** PROVIDED DATA follows **

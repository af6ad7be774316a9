// Iconsmith - platform/config.rs
//
// Optional iconsmith.toml loading with startup validation.
//
// The file lives beside the asset directory (in the project root) unless a
// path is given explicitly. Every key is optional; with no file at all the
// tool runs the standard pipeline.

use crate::core::model::{BuildPlan, SizeList};
use crate::util::constants;
use crate::util::error::ConfigError;
use std::path::{Path, PathBuf};

/// Where the config file is expected for a given asset directory.
pub fn default_config_path(asset_dir: &Path) -> PathBuf {
    asset_dir
        .parent()
        .unwrap_or(asset_dir)
        .join(constants::CONFIG_FILE_NAME)
}

/// Raw deserialisable shape of iconsmith.toml.
///
/// Unknown keys are silently ignored for forward compatibility.
#[derive(Debug, Default, serde::Deserialize)]
#[serde(default)]
pub struct RawConfig {
    /// `[paths]` section.
    pub paths: PathsSection,
    /// `[icon]` section.
    pub icon: IconSection,
    /// `[build]` section.
    pub build: BuildSection,
    /// `[logging]` section.
    pub logging: LoggingSection,
}

/// `[paths]` config section.
#[derive(Debug, Default, serde::Deserialize)]
#[serde(default)]
pub struct PathsSection {
    /// Asset directory, relative to the config file's directory.
    pub asset_dir: Option<String>,
    /// Vector source file name inside the asset directory.
    pub source: Option<String>,
    /// ICO output file name inside the asset directory.
    pub ico: Option<String>,
    /// PNG output file name inside the asset directory.
    pub png: Option<String>,
}

/// `[icon]` config section.
#[derive(Debug, Default, serde::Deserialize)]
#[serde(default)]
pub struct IconSection {
    /// Sizes embedded in the ICO, in order.
    pub sizes: Option<Vec<u32>>,
    /// Reference PNG edge length.
    pub reference_size: Option<u32>,
}

/// `[build]` config section.
#[derive(Debug, Default, serde::Deserialize)]
#[serde(default)]
pub struct BuildSection {
    /// Exit non-zero when the build fails.
    pub strict: Option<bool>,
}

/// `[logging]` config section.
#[derive(Debug, Default, serde::Deserialize)]
#[serde(default)]
pub struct LoggingSection {
    /// Log level: "error", "warn", "info", "debug", "trace".
    pub level: Option<String>,
}

/// Validated configuration derived from iconsmith.toml.
///
/// Invalid values produce warnings and fall back to defaults.
#[derive(Debug, Clone, PartialEq, Eq)]
pub struct AppConfig {
    /// Asset directory override, already resolved against the config file.
    pub asset_dir: Option<PathBuf>,
    pub source_name: String,
    pub ico_name: String,
    pub png_name: String,
    pub sizes: SizeList,
    pub reference_size: u32,
    pub strict: bool,
    /// Logging level string (for init before tracing is available).
    pub log_level: Option<String>,
}

impl Default for AppConfig {
    fn default() -> Self {
        Self {
            asset_dir: None,
            source_name: constants::SOURCE_FILE_NAME.to_string(),
            ico_name: constants::ICO_FILE_NAME.to_string(),
            png_name: constants::PNG_FILE_NAME.to_string(),
            sizes: SizeList::default(),
            reference_size: constants::DEFAULT_REFERENCE_SIZE,
            strict: false,
            log_level: None,
        }
    }
}

impl AppConfig {
    /// Build plan for `asset_dir` using this configuration.
    pub fn plan(&self, asset_dir: &Path) -> BuildPlan {
        BuildPlan {
            source_path: asset_dir.join(&self.source_name),
            ico_path: asset_dir.join(&self.ico_name),
            png_path: asset_dir.join(&self.png_name),
            sizes: self.sizes.clone(),
            reference_size: self.reference_size,
        }
    }
}

/// Load and validate the config file at `config_path`.
///
/// Returns `AppConfig` with validated values and a list of non-fatal warnings.
/// If the file does not exist, returns defaults with no warnings.
/// If the file is unreadable or unparseable, returns defaults with a warning.
pub fn load_config(config_path: &Path) -> (AppConfig, Vec<String>) {
    let mut warnings: Vec<String> = Vec::new();

    if !config_path.exists() {
        tracing::debug!(path = %config_path.display(), "No config file found; using defaults");
        return (AppConfig::default(), warnings);
    }

    let content = match read_limited(config_path) {
        Ok(c) => c,
        Err(e) => {
            let msg = format!("{e}. Using defaults.");
            tracing::warn!("{}", msg);
            warnings.push(msg);
            return (AppConfig::default(), warnings);
        }
    };

    let raw: RawConfig = match toml::from_str(&content) {
        Ok(r) => r,
        Err(e) => {
            let msg = format!(
                "{}. Using defaults.",
                ConfigError::TomlParse {
                    path: config_path.to_path_buf(),
                    source: e,
                }
            );
            tracing::warn!("{}", msg);
            warnings.push(msg);
            return (AppConfig::default(), warnings);
        }
    };

    tracing::info!(path = %config_path.display(), "Loaded config file");

    let base_dir = config_path.parent().unwrap_or(Path::new("."));
    let config = validate(raw, base_dir, &mut warnings);

    if !warnings.is_empty() {
        tracing::warn!(
            count = warnings.len(),
            "Config validation produced warnings"
        );
    }

    (config, warnings)
}

fn read_limited(path: &Path) -> Result<String, ConfigError> {
    let io_err = |source| ConfigError::Io {
        path: path.to_path_buf(),
        source,
    };
    let size = std::fs::metadata(path).map_err(io_err)?.len();
    if size > constants::MAX_CONFIG_FILE_SIZE {
        return Err(ConfigError::FileTooLarge {
            path: path.to_path_buf(),
            size,
            max_size: constants::MAX_CONFIG_FILE_SIZE,
        });
    }
    std::fs::read_to_string(path).map_err(io_err)
}

/// Validate each field, accumulating warnings for anything rejected.
fn validate(raw: RawConfig, base_dir: &Path, warnings: &mut Vec<String>) -> AppConfig {
    let mut config = AppConfig::default();

    // -- Paths --
    if let Some(dir) = raw.paths.asset_dir.filter(|d| !d.is_empty()) {
        config.asset_dir = Some(base_dir.join(dir));
    }
    for (field, value, slot) in [
        ("source", raw.paths.source, &mut config.source_name),
        ("ico", raw.paths.ico, &mut config.ico_name),
        ("png", raw.paths.png, &mut config.png_name),
    ] {
        match value {
            Some(name) if is_plain_file_name(&name) => *slot = name,
            Some(name) => warnings.push(format!(
                "[paths] {field} = \"{name}\" must be a plain file name. Using default ({slot})."
            )),
            None => {}
        }
    }

    // -- Icon: sizes --
    if let Some(sizes) = raw.icon.sizes {
        match SizeList::new(sizes) {
            Ok(list) => config.sizes = list,
            Err(e) => warnings.push(format!(
                "[icon] sizes: {e}. Using default ({:?}).",
                constants::DEFAULT_ICO_SIZES
            )),
        }
    }

    // -- Icon: reference_size --
    if let Some(size) = raw.icon.reference_size {
        if (constants::MIN_RASTER_SIZE..=constants::MAX_REFERENCE_SIZE).contains(&size) {
            config.reference_size = size;
        } else {
            warnings.push(format!(
                "[icon] reference_size = {size} is out of range ({}-{}). Using default ({}).",
                constants::MIN_RASTER_SIZE,
                constants::MAX_REFERENCE_SIZE,
                constants::DEFAULT_REFERENCE_SIZE,
            ));
        }
    }

    // -- Build: strict --
    if let Some(strict) = raw.build.strict {
        config.strict = strict;
    }

    // -- Logging: level --
    if let Some(ref level) = raw.logging.level {
        if constants::VALID_LOG_LEVELS.contains(&level.to_lowercase().as_str()) {
            config.log_level = Some(level.to_lowercase());
        } else {
            warnings.push(format!(
                "[logging] level = \"{level}\" is not recognised. \
                 Valid values: error, warn, info, debug, trace. Using default (info).",
            ));
        }
    }

    config
}

/// True when `name` has exactly one normal path component.
fn is_plain_file_name(name: &str) -> bool {
    let mut components = Path::new(name).components();
    matches!(
        (components.next(), components.next()),
        (Some(std::path::Component::Normal(_)), None)
    )
}

#[cfg(test)]
mod tests {
    use super::*;

    fn write_config(content: &str) -> (tempfile::TempDir, PathBuf) {
        let tmp = tempfile::tempdir().unwrap();
        let path = tmp.path().join(constants::CONFIG_FILE_NAME);
        std::fs::write(&path, content).unwrap();
        (tmp, path)
    }

    #[test]
    fn missing_file_gives_defaults_silently() {
        let tmp = tempfile::tempdir().unwrap();
        let (config, warnings) = load_config(&tmp.path().join("absent.toml"));
        assert_eq!(config, AppConfig::default());
        assert!(warnings.is_empty());
    }

    #[test]
    fn full_config_is_applied() {
        let (tmp, path) = write_config(
            r#"
            [paths]
            asset_dir = "assets"
            source = "logo.svg"

            [icon]
            sizes = [32, 16]
            reference_size = 1024

            [build]
            strict = true

            [logging]
            level = "DEBUG"
            "#,
        );
        let (config, warnings) = load_config(&path);
        assert!(warnings.is_empty(), "unexpected warnings: {warnings:?}");
        assert_eq!(config.asset_dir, Some(tmp.path().join("assets")));
        assert_eq!(config.source_name, "logo.svg");
        assert_eq!(config.ico_name, "icon.ico");
        assert_eq!(config.sizes.as_slice(), &[32, 16]);
        assert_eq!(config.reference_size, 1024);
        assert!(config.strict);
        assert_eq!(config.log_level.as_deref(), Some("debug"));
    }

    #[test]
    fn invalid_values_fall_back_with_warnings() {
        let (_tmp, path) = write_config(
            r#"
            [paths]
            ico = "../elsewhere.ico"

            [icon]
            sizes = [16, 300]
            reference_size = 0

            [logging]
            level = "loud"
            "#,
        );
        let (config, warnings) = load_config(&path);
        assert_eq!(warnings.len(), 4, "warnings: {warnings:?}");
        assert_eq!(config.ico_name, "icon.ico");
        assert_eq!(config.sizes, SizeList::default());
        assert_eq!(config.reference_size, 512);
        assert_eq!(config.log_level, None);
    }

    #[test]
    fn unparseable_file_gives_defaults_and_warning() {
        let (_tmp, path) = write_config("[icon\nsizes = ");
        let (config, warnings) = load_config(&path);
        assert_eq!(config, AppConfig::default());
        assert_eq!(warnings.len(), 1);
        assert!(warnings[0].contains("Config parse error"));
    }

    #[test]
    fn unknown_keys_are_ignored() {
        let (_tmp, path) = write_config("[future]\nshiny = true\n");
        let (_config, warnings) = load_config(&path);
        assert!(warnings.is_empty());
    }

    #[test]
    fn plan_uses_configured_names() {
        let config = AppConfig {
            png_name: "store.png".to_string(),
            reference_size: 300,
            ..AppConfig::default()
        };
        let plan = config.plan(Path::new("public"));
        assert_eq!(plan.png_path, Path::new("public/store.png"));
        assert_eq!(plan.source_path, Path::new("public/icon.svg"));
        assert_eq!(plan.reference_size, 300);
    }

    #[test]
    fn config_path_sits_beside_asset_dir() {
        assert_eq!(
            default_config_path(Path::new("proj/public")),
            Path::new("proj/iconsmith.toml")
        );
    }
}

** End of PROVIDED DATA **

▶ ACTION ITEM
Report only the number of lines above that contain "slot".

▶ TASK OUTPUT
3